**The task**
Write out again, exactly, the lines of the listing below from the first one through the one that contains "use settings::Settings;", and no other lines.

**Source records**
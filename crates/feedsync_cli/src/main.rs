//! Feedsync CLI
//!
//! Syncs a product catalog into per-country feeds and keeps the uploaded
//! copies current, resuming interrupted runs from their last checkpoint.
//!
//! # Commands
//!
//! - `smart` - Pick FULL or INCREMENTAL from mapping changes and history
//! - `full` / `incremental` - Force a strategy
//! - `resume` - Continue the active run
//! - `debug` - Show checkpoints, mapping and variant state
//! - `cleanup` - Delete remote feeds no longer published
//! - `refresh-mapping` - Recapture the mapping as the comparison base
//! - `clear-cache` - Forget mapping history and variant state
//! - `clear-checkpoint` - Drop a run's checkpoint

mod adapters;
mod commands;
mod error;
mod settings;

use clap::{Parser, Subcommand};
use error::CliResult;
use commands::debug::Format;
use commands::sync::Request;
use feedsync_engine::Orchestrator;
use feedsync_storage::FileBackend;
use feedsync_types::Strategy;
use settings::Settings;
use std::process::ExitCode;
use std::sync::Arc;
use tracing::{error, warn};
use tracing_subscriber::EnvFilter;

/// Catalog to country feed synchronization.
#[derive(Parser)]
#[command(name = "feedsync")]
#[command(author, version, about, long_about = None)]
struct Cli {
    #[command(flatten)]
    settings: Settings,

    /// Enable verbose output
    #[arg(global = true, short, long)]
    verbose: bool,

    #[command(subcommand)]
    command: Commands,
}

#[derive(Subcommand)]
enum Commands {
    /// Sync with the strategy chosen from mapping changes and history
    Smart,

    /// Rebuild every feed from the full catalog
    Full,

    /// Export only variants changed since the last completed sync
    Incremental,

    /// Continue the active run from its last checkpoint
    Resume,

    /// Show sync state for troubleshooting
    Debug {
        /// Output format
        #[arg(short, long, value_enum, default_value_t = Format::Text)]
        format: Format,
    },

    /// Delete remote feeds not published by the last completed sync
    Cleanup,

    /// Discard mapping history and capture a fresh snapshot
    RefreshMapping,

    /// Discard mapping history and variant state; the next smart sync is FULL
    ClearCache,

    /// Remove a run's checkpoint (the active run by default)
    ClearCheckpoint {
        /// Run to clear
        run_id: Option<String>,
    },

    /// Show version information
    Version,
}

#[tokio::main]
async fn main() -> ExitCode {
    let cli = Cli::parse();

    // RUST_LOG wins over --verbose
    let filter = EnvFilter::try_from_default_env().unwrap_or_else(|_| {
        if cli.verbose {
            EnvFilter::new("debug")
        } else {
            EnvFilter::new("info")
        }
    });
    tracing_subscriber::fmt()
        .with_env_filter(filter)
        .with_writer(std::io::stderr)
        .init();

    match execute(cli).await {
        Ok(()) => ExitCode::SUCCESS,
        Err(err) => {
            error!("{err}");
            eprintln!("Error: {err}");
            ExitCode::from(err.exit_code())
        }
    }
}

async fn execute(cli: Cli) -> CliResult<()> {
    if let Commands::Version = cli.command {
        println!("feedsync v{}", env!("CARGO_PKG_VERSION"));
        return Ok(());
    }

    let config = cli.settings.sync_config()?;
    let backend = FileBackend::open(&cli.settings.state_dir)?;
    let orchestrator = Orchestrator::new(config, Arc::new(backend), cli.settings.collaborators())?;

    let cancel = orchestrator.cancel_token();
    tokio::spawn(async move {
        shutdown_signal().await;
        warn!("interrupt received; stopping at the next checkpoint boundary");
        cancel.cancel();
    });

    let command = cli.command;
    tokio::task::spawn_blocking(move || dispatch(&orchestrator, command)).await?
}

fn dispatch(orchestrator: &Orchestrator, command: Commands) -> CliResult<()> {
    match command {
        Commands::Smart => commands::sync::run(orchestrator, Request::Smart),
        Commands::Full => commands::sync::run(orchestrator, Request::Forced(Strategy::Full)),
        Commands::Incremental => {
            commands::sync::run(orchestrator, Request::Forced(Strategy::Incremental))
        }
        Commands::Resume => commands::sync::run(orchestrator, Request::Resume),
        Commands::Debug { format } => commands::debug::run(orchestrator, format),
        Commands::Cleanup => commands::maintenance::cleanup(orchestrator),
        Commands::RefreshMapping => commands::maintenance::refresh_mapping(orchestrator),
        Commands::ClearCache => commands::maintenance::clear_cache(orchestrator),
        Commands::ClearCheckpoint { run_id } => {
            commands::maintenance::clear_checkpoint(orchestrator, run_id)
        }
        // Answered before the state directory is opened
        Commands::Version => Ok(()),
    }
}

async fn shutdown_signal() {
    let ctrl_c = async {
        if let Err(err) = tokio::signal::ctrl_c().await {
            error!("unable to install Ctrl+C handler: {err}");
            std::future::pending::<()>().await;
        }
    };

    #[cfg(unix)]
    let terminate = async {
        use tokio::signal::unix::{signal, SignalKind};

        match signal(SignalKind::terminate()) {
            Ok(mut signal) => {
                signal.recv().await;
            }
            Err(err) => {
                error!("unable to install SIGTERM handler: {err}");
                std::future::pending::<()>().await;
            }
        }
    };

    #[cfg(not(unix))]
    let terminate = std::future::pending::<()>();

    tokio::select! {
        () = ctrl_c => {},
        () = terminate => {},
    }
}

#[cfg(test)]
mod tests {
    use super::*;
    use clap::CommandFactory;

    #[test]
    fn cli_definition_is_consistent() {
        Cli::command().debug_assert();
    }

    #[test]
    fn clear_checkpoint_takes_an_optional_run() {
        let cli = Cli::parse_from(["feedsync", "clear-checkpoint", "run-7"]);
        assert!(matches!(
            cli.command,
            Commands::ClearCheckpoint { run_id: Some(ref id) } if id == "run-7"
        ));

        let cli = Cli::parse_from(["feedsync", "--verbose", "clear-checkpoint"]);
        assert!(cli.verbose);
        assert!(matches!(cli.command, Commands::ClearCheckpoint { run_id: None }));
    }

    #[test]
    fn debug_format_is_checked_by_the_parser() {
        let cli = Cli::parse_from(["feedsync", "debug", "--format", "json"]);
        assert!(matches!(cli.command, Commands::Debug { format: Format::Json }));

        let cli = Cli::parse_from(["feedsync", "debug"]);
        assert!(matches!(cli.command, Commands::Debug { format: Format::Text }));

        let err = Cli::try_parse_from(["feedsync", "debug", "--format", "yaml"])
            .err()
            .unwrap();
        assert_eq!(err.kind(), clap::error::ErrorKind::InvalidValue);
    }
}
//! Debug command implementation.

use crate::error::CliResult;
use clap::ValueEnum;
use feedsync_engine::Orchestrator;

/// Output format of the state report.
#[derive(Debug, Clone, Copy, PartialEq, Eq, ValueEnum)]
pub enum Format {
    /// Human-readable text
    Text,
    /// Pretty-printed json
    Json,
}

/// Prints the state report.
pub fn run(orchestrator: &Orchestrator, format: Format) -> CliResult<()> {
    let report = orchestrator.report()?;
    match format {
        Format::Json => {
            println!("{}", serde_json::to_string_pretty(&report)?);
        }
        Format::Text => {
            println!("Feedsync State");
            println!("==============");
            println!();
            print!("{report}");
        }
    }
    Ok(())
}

**Your solution**
filename crates/feedsync_cli/src/main.rs
//! Feedsync CLI
//!
//! Syncs a product catalog into per-country feeds and keeps the uploaded
//! copies current, resuming interrupted runs from their last checkpoint.
//!
//! # Commands
//!
//! - `smart` - Pick FULL or INCREMENTAL from mapping changes and history
//! - `full` / `incremental` - Force a strategy
//! - `resume` - Continue the active run
//! - `debug` - Show checkpoints, mapping and variant state
//! - `cleanup` - Delete remote feeds no longer published
//! - `refresh-mapping` - Recapture the mapping as the comparison base
//! - `clear-cache` - Forget mapping history and variant state
//! - `clear-checkpoint` - Drop a run's checkpoint

mod adapters;
mod commands;
mod error;
mod settings;

use clap::{Parser, Subcommand};
use error::CliResult;
use commands::debug::Format;
use commands::sync::Request;
use feedsync_engine::Orchestrator;
use feedsync_storage::FileBackend;
use feedsync_types::Strategy;
use settings::Settings;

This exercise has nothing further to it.